Chronic Effects of Neurotrauma Consortium (CENC)
- Founded: 2013
- Type: Research Consortium
- Location: Richmond, Virginia, United States;
- Coordinates: 37°32′48″N 77°27′12″W﻿ / ﻿37.546615°N 77.453255°W
- Region served: United States
- Website: cenc.rti.org

= Chronic Effects of Neurotrauma Consortium =

US federally funded research project

The Chronic Effects of Neurotrauma Consortium (CENC) is a federally funded research project devised to address the long-term effects of mild traumatic brain injury in military service personnel (SMs) and Veterans. Announced by President Barack Obama on August 20, 2013, the CENC was one of two major initiatives developed in response to the injuries incurred by U.S. service personnel during Operation Enduring Freedom and Operation Iraqi Freedom. The project is jointly funded in the amount of $62.175 million by the Department of Defense (DoD) and the Department of Veterans Affairs (VA). The CENC is led by Dr. David X. Cifu of the Virginia Commonwealth University.

==Background==

In short, critical gaps exist in the literature, with a paucity of prospective, controlled studies on late-life outcomes and neurodegeneration after mTBI and related basic science research. These research gaps are particularly prominent in the injuries and difficulties seen in combat-exposed populations. The existing research, although suggestive, is not rigorous or robust enough to allow for a clear understanding of the relationships, risks, and potential effective interventions for mTBI, chronic symptoms, and neurodegeneration. To date, no controlled prospective longitudinal study has examined the late-life cognitive, behavioral, systemic, and functional effects of TBI of any severity. Given the absence of prospective studies, the association between TBI and early neurodegeneration is merely theoretical, and the actual risk factors and rate/extent of physiologic and clinical decline over time are unknown. It is also unclear whether a single TBI may be enough to begin a degenerative cascade in select individuals or whether a critical number (dose threshold) of TBIs is needed to “prime” the central nervous system for degeneration. As the majority of TBIs in the military are mild, prospective studies of cognitive outcomes from mild injury are necessary to determine the long-term risks posed to SMs and Veterans. The potential link between mTBI and the development of early dementia is a significant concern for not only at-risk SMs, Veterans, and their families, but also for DoD and VA resource planning, given the high service utilization in the DoD and VA health systems associated with dementia.
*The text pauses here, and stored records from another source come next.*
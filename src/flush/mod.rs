mod jsonl;

pub use jsonl::{WorldSummary, flush_to_jsonl};
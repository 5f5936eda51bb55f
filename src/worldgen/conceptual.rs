use std::collections::HashSet;

use rand::{Rng, RngCore};

use super::config::WorldLevel;
use super::context::{GenerationContext, require};
use super::moment;
use super::stage::StageGenerator;
use crate::error::Result;
use crate::model::{ConceptualBeing, EntityType, Era, EventKind, MortalRace};
use crate::names::{self, divine};
use crate::tables;

pub const STAGE: &str = "conceptual_beings";

/// Draw 2-4 concepts for a race: its preferred pool first, then the global
/// pool, never repeating a concept within the race.
pub fn draw_concepts(race: &MortalRace, rng: &mut dyn RngCore) -> Vec<&'static str> {
    let count = rng.random_range(2..=4usize);
    let preferred = tables::race_concepts(&race.race);
    let mut concepts = names::pick_distinct(preferred, count, rng);
    if concepts.len() < count {
        let rest: Vec<&'static str> = divine::CONCEPTS
            .iter()
            .copied()
            .filter(|c| !concepts.contains(c))
            .collect();
        concepts.extend(names::pick_distinct(&rest, count - concepts.len(), rng));
    }
    concepts
}

/// Conceptual beings arise from mortal worship, so the only hard
/// dependency is mortal races.
pub fn generate_conceptual_beings(
    ctx: &mut GenerationContext,
    rng: &mut dyn RngCore,
) -> Result<Vec<ConceptualBeing>> {
    require(!ctx.mortal_races.is_empty(), "conceptual beings", "mortal races")?;

    let mut beings = Vec::new();

    for race in &ctx.mortal_races {
        let mut used = HashSet::new();
        for concept in draw_concepts(race, rng) {
            let name = names::select_name(
                &format!("concept:{}:{concept}", race.race),
                &divine::concept_names(&race.race, concept),
                Some(&mut used),
                rng,
            )?;
            let description = names::fill(
                names::pick(divine::CONCEPT_DESCRIPTIONS, rng),
                &[
                    ("race", race.base.name.as_str()),
                    ("name", name.as_str()),
                    ("concept", concept),
                ],
            );
            let worshiped_by = std::iter::once(race.base.id.clone())
                .chain(
                    ctx.mortal_races
                        .iter()
                        .filter(|other| other.base.id != race.base.id)
                        .filter(|other| tables::race_concepts(&other.race).contains(&concept))
                        .map(|other| other.base.id.clone()),
                )
                .collect();
            let created_at = moment(Era::AgeOfFaith, rng);
            let base = ctx.factory.base(
                EntityType::ConceptualBeing,
                concept,
                name,
                description,
                Some(race.base.id.clone()),
                created_at,
            );

            ctx.events.record(
                STAGE,
                EventKind::ConceptBorn,
                format!("The prayers of the {} gave form to {}.", race.base.name, base.name),
                vec![base.id.clone(), race.base.id.clone()],
                created_at,
            );
            beings.push(ConceptualBeing {
                base,
                concept: concept.to_string(),
                race_id: race.base.id.clone(),
                worshiped_by,
            });
        }
    }

    Ok(beings)
}

pub struct ConceptualStage;

impl StageGenerator for ConceptualStage {
    fn name(&self) -> &'static str {
        STAGE
    }

    fn level(&self) -> WorldLevel {
        WorldLevel::Conceptual
    }

    fn run(&self, ctx: &mut GenerationContext, rng: &mut dyn RngCore) -> Result<usize> {
        let beings = generate_conceptual_beings(ctx, rng)?;
        let count = beings.len();
        ctx.conceptual_beings.extend(beings);
        Ok(count)
    }
}
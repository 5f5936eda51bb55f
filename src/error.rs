use thiserror::Error;

/// Errors raised while generating or exporting a world.
#[derive(Debug, Error)]
pub enum WorldGenError {
    /// A stage ran before the collections it reads were produced.
    #[error("{requires} must be generated before {stage}")]
    MissingDependency {
        stage: &'static str,
        requires: &'static str,
    },

    #[error("template pool `{pool}` is empty")]
    EmptyTemplatePool { pool: String },

    #[error("no geography available to place {stage}")]
    NoGeography { stage: &'static str },

    #[error("invalid world level {0}; expected 1-9")]
    InvalidLevel(u8),

    #[error("invalid world generation config: {0}")]
    Config(#[from] serde_json::Error),

    #[error("export failed: {0}")]
    Io(#[from] std::io::Error),
}

pub type Result<T> = std::result::Result<T, WorldGenError>;

impl WorldGenError {
    pub fn missing(stage: &'static str, requires: &'static str) -> Self {
        WorldGenError::MissingDependency { stage, requires }
    }
}
use std::collections::HashSet;

use rand::RngCore;

use super::config::WorldLevel;
use super::context::GenerationContext;
use super::moment;
use super::stage::StageGenerator;
use crate::error::Result;
use crate::model::{EntityType, Era, EventKind, PrimordialBeing, PrimordialKind};
use crate::names::{self, cosmic};

pub const STAGE: &str = "primordials";

/// One primordial being per requested force. These are the roots of the
/// world and carry no parent.
pub fn generate_primordials(
    ctx: &mut GenerationContext,
    kinds: &[PrimordialKind],
    rng: &mut dyn RngCore,
) -> Result<Vec<PrimordialBeing>> {
    let mut used = HashSet::new();
    let mut beings = Vec::with_capacity(kinds.len());

    for kind in kinds {
        let name = names::select_name(
            &format!("primordial:{kind}"),
            cosmic::primordial_names(kind),
            Some(&mut used),
            rng,
        )?;
        let domain = cosmic::primordial_domain(kind);
        let influence: Vec<String> =
            names::pick_distinct(cosmic::primordial_influences(kind), 3, rng)
                .into_iter()
                .map(String::from)
                .collect();
        let description = names::fill(
            names::pick(cosmic::PRIMORDIAL_DESCRIPTIONS, rng),
            &[("name", name.as_str()), ("domain", domain.as_str())],
        );
        let created_at = moment(Era::PrimordialDawn, rng);
        let base = ctx
            .factory
            .base(EntityType::PrimordialBeing, kind.as_str(), name, description, None, created_at)
            .with_meta("index", beings.len());

        ctx.events.record(
            STAGE,
            EventKind::Awakening,
            format!("{} stirred in the void, bringing {domain}.", base.name),
            vec![base.id.clone()],
            created_at,
        );
        beings.push(PrimordialBeing {
            base,
            kind: kind.clone(),
            domain,
            influence,
        });
    }

    Ok(beings)
}

pub struct PrimordialStage {
    pub kinds: Vec<PrimordialKind>,
}

impl StageGenerator for PrimordialStage {
    fn name(&self) -> &'static str {
        STAGE
    }

    fn level(&self) -> WorldLevel {
        WorldLevel::Primordial
    }

    fn run(&self, ctx: &mut GenerationContext, rng: &mut dyn RngCore) -> Result<usize> {
        let beings = generate_primordials(ctx, &self.kinds, rng)?;
        let count = beings.len();
        ctx.primordials.extend(beings);
        Ok(count)
    }
}
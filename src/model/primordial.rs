use serde::{Deserialize, Serialize};

use super::entity::{EntityBase, EntityType, impl_generated};

/// Fundamental force a primordial being embodies.
#[derive(Debug, Clone, PartialEq, Eq, PartialOrd, Ord, Hash, Serialize, Deserialize)]
#[serde(into = "String", try_from = "String")]
pub enum PrimordialKind {
    Space,
    Time,
    Light,
    Dark,
    Order,
    Chaos,
    Custom(String),
}

string_enum_open!(PrimordialKind, "primordial type", {
    Space => "space",
    Time => "time",
    Light => "light",
    Dark => "dark",
    Order => "order",
    Chaos => "chaos",
});

/// Root of the world: has no parent.
#[derive(Debug, Clone, PartialEq, Serialize, Deserialize)]
#[serde(rename_all = "camelCase")]
pub struct PrimordialBeing {
    #[serde(flatten)]
    pub base: EntityBase,
    #[serde(rename = "primordialType")]
    pub kind: PrimordialKind,
    pub domain: String,
    pub influence: Vec<String>,
}

impl_generated!(PrimordialBeing, EntityType::PrimordialBeing);
/// Family names per race, used for standout epithets and lineages.
pub fn surnames(race: &RaceKind) -> &'static [&'static str] {
    match race {
        RaceKind::Human => &[
            "Ashford",
            "Blackwood",
            "Coldwell",
            "Dunmere",
            "Fairwind",
            "Greymoor",
            "Hartwood",
            "Kingsward",
            "Longbridge",
            "Northgate",
            "Ravencrest",
            "Whitevale",
        ],
        RaceKind::Elf => &[
            "Amakiir",
            "Galanodel",
            "Holimion",
            "Ilphelkiir",
            "Liadon",
            "Meliamne",
            "Nailo",
            "Siannodel",
            "Xiloscient",
            "Brightleaf",
            "Moonwhisper",
            "Starfall",
        ],
        RaceKind::Dwarf => &[
            "Balderk",
            "Battlehammer",
            "Brawnanvil",
            "Dankil",
            "Fireforge",
            "Frostbeard",
            "Gorunn",
            "Holderhek",
            "Ironfist",
            "Loderr",
            "Rumnaheim",
            "Strakeln",
        ],
        RaceKind::Halfling => &[
            "Brushgather",
            "Goodbarrel",
            "Greenbottle",
            "High-hill",
            "Hilltopple",
            "Leagallow",
            "Tealeaf",
            "Thorngage",
            "Tosscobble",
            "Underbough",
            "Proudfoot",
            "Burrows",
        ],
        RaceKind::Gnome => &[
            "Beren",
            "Daergel",
            "Folkor",
            "Garrick",
            "Nackle",
            "Murnig",
            "Ningel",
            "Raulnor",
            "Scheppen",
            "Timbers",
            "Turen",
            "Gearwhistle",
        ],
        RaceKind::Orc => &[
            "Skullsplitter",
            "Bonebreaker",
            "Bloodtusk",
            "Gutripper",
            "Ironhide",
            "Deathmaw",
            "Eyegouger",
            "Firebelly",
            "Warhowl",
            "Stonefist",
            "Ashgrinder",
            "Redhand",
        ],
        RaceKind::Goblin => &[
            "Mudfoot",
            "Sharpear",
            "Rustknife",
            "Grubeater",
            "Stinkwater",
            "Quickfingers",
            "Bogtrotter",
            "Rockchucker",
            "Nosepicker",
            "Ratcatcher",
            "Soothair",
            "Creepcrawl",
        ],
        RaceKind::Troll => &[
            "Bridgeborn",
            "Mossbelly",
            "Stoneskin",
            "Bogbreath",
            "Rootchewer",
            "Rockgut",
            "Gravelhide",
            "Mireborn",
            "Clubfist",
            "Fenwalker",
            "Boulderback",
            "Slimejaw",
        ],
        RaceKind::Giant => &[
            "Frostborn",
            "Stormcaller",
            "Cloudstrider",
            "Hillshaker",
            "Rockhurler",
            "Icevein",
            "Thunderfoot",
            "Skybreaker",
            "Mountainheart",
            "Glacierborn",
            "Firehand",
            "Oakcrusher",
        ],
        RaceKind::Dragonborn => &[
            "Clethtinthiallor",
            "Daardendrian",
            "Delmirev",
            "Drachedandion",
            "Fenkenkabradon",
            "Kepeshkmolik",
            "Kerrhylon",
            "Kimbatuul",
            "Linxakasendalor",
            "Myastan",
            "Nemmonis",
            "Yarjerit",
        ],
        RaceKind::Tiefling => &[
            "Ashborn",
            "Cinderheart",
            "Duskwalker",
            "Emberveil",
            "Grimsoul",
            "Hellsworn",
            "Nightbloom",
            "Sorrowsong",
            "Thornblood",
            "Vexbound",
            "Wickedhorn",
            "Brimhollow",
        ],
        RaceKind::Kobold => &[
            "Trapmaker",
            "Scaleshine",
            "Dragonfang",
            "Tunnelrunner",
            "Glitterhoard",
            "Mineclaw",
            "Sparkeye",
            "Deepdigger",
            "Egguard",
            "Shinytail",
            "Pitwarden",
            "Ashsnout",
        ],
        RaceKind::Lizardfolk => &[
            "Scaleback",
            "Reedwalker",
            "Mudbasker",
            "Coldeye",
            "Swamptail",
            "Fangclutch",
            "Sunsoak",
            "Mirehunter",
            "Greenhide",
            "Eggwarden",
            "Bloodcoil",
            "Stillwater",
        ],
        RaceKind::Merfolk => &[
            "Tidecaller",
            "Wavecrest",
            "Coralheart",
            "Pearldiver",
            "Deepsinger",
            "Shellborn",
            "Foamrider",
            "Kelpweaver",
            "Saltwhisper",
            "Reefguard",
            "Brinesong",
            "Currentborn",
        ],
        RaceKind::Custom(_) => &[
            "Farwalker",
            "Newborn",
            "Oddfellow",
            "Starling",
            "Lastborn",
            "Wayfinder",
            "Outrider",
            "Dawnseeker",
            "Edgeward",
            "Hollowell",
            "Marsh",
            "Vane",
        ],
    }
}

pub fn archetype_powers(archetype: Archetype) -> &'static [&'static str] {
    use Archetype::*;
    match archetype {
        King | Queen | Prince | Princess => &[
            "royal command",
            "loyal retinue",
            "divine right",
            "statecraft",
            "a famed blade",
        ],
        Chieftain | Warlord | Gladiator => &[
            "battle fury",
            "war cry",
            "unbreakable shield wall",
            "trophy-taking",
            "tactical genius",
        ],
        HighPriest | Cleric | Paladin | Prophet | Oracle => &[
            "healing prayer",
            "holy smite",
            "visions",
            "turn undead",
            "blessing of the faithful",
        ],
        Wizard | Archmage | Sorcerer | Alchemist => &[
            "fireball",
            "arcane ward",
            "teleportation",
            "transmutation",
            "scrying",
            "time stop",
        ],
        Warlock | Necromancer | Lich => &[
            "raise dead",
            "soul drain",
            "eldritch blast",
            "pact of shadows",
            "phylactery",
            "curse",
        ],
        Vampire => &[
            "blood drain",
            "mist form",
            "dominate mind",
            "command bats",
            "undying",
        ],
        Villain | Assassin => &[
            "poisoned blade",
            "web of spies",
            "deathstrike",
            "fear aura",
            "vanish",
        ],
        Hero | Knight => &[
            "heroic strike",
            "rally allies",
            "unyielding",
            "giant-slaying",
            "oath of protection",
        ],
        Druid | Ranger | Shaman | Explorer => &[
            "beast speech",
            "wild shape",
            "pathfinding",
            "spirit calling",
            "storm summoning",
        ],
        Rogue | Thief | PirateCaptain => &[
            "lockpicking",
            "sneak attack",
            "silver tongue",
            "uncanny luck",
            "shadow step",
        ],
        Bard | Sage => &[
            "inspiring song",
            "lore mastery",
            "charm",
            "countercharm",
            "legend-lore",
        ],
        Inventor | MasterSmith | MerchantPrince => &[
            "master craft",
            "clockwork servant",
            "runeforging",
            "golden touch",
            "vast network",
        ],
    }
}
Given these gaps in scientific research and knowledge, the military- and Veteran-specific issues involved, and the importance of a uniform approach to this critical set of problems, the Department of Defense and the Department of Veterans Affairs jointly issued a request for proposals to fund a 5-year, $62.175 million project to address these concerns. After a competitive application process, a consortium led by Virginia Commonwealth University prevailed and was announced as the recipient of the award by President Obama on August 20, 2013. At the time of the award, this was the single largest grant ever awarded to Virginia Commonwealth University.

==The Consortium==

The mission of the CENC is to fill the gaps in knowledge about the basic science of mild TBI (also termed concussion), to determine its effects on late-life outcomes and neurodegeneration, to identify service members most susceptible to these effects, and to identify the most effective treatment strategies. The CENC is a multi-center collaboration linking premiere basic science, translational, and clinical neuroscience researchers from the DoD, VA, academic universities, and private research institutes to effectively address the scientific, diagnostic, and therapeutic ramifications of mild TBI and its long-term effects.

===Oversight===
The CENC has oversight from a Government Steering Committee (GSC). Members of the GSC are DoD/VA appointed and is composed of both government representatives and non-government subject matter experts. The GSC approves all studies to be conducted, recommends new studies, and identifies existing and new requirements as they arise. The GSC is the overall main governing and management committee for the project and the committee through which the DoD and VA interact and collaborate with the CENC. The GSC determines all major scientific decisions, and clinical studies proposed by the Consortium Committee proceed into the implementation stage only with the approval of the GSC.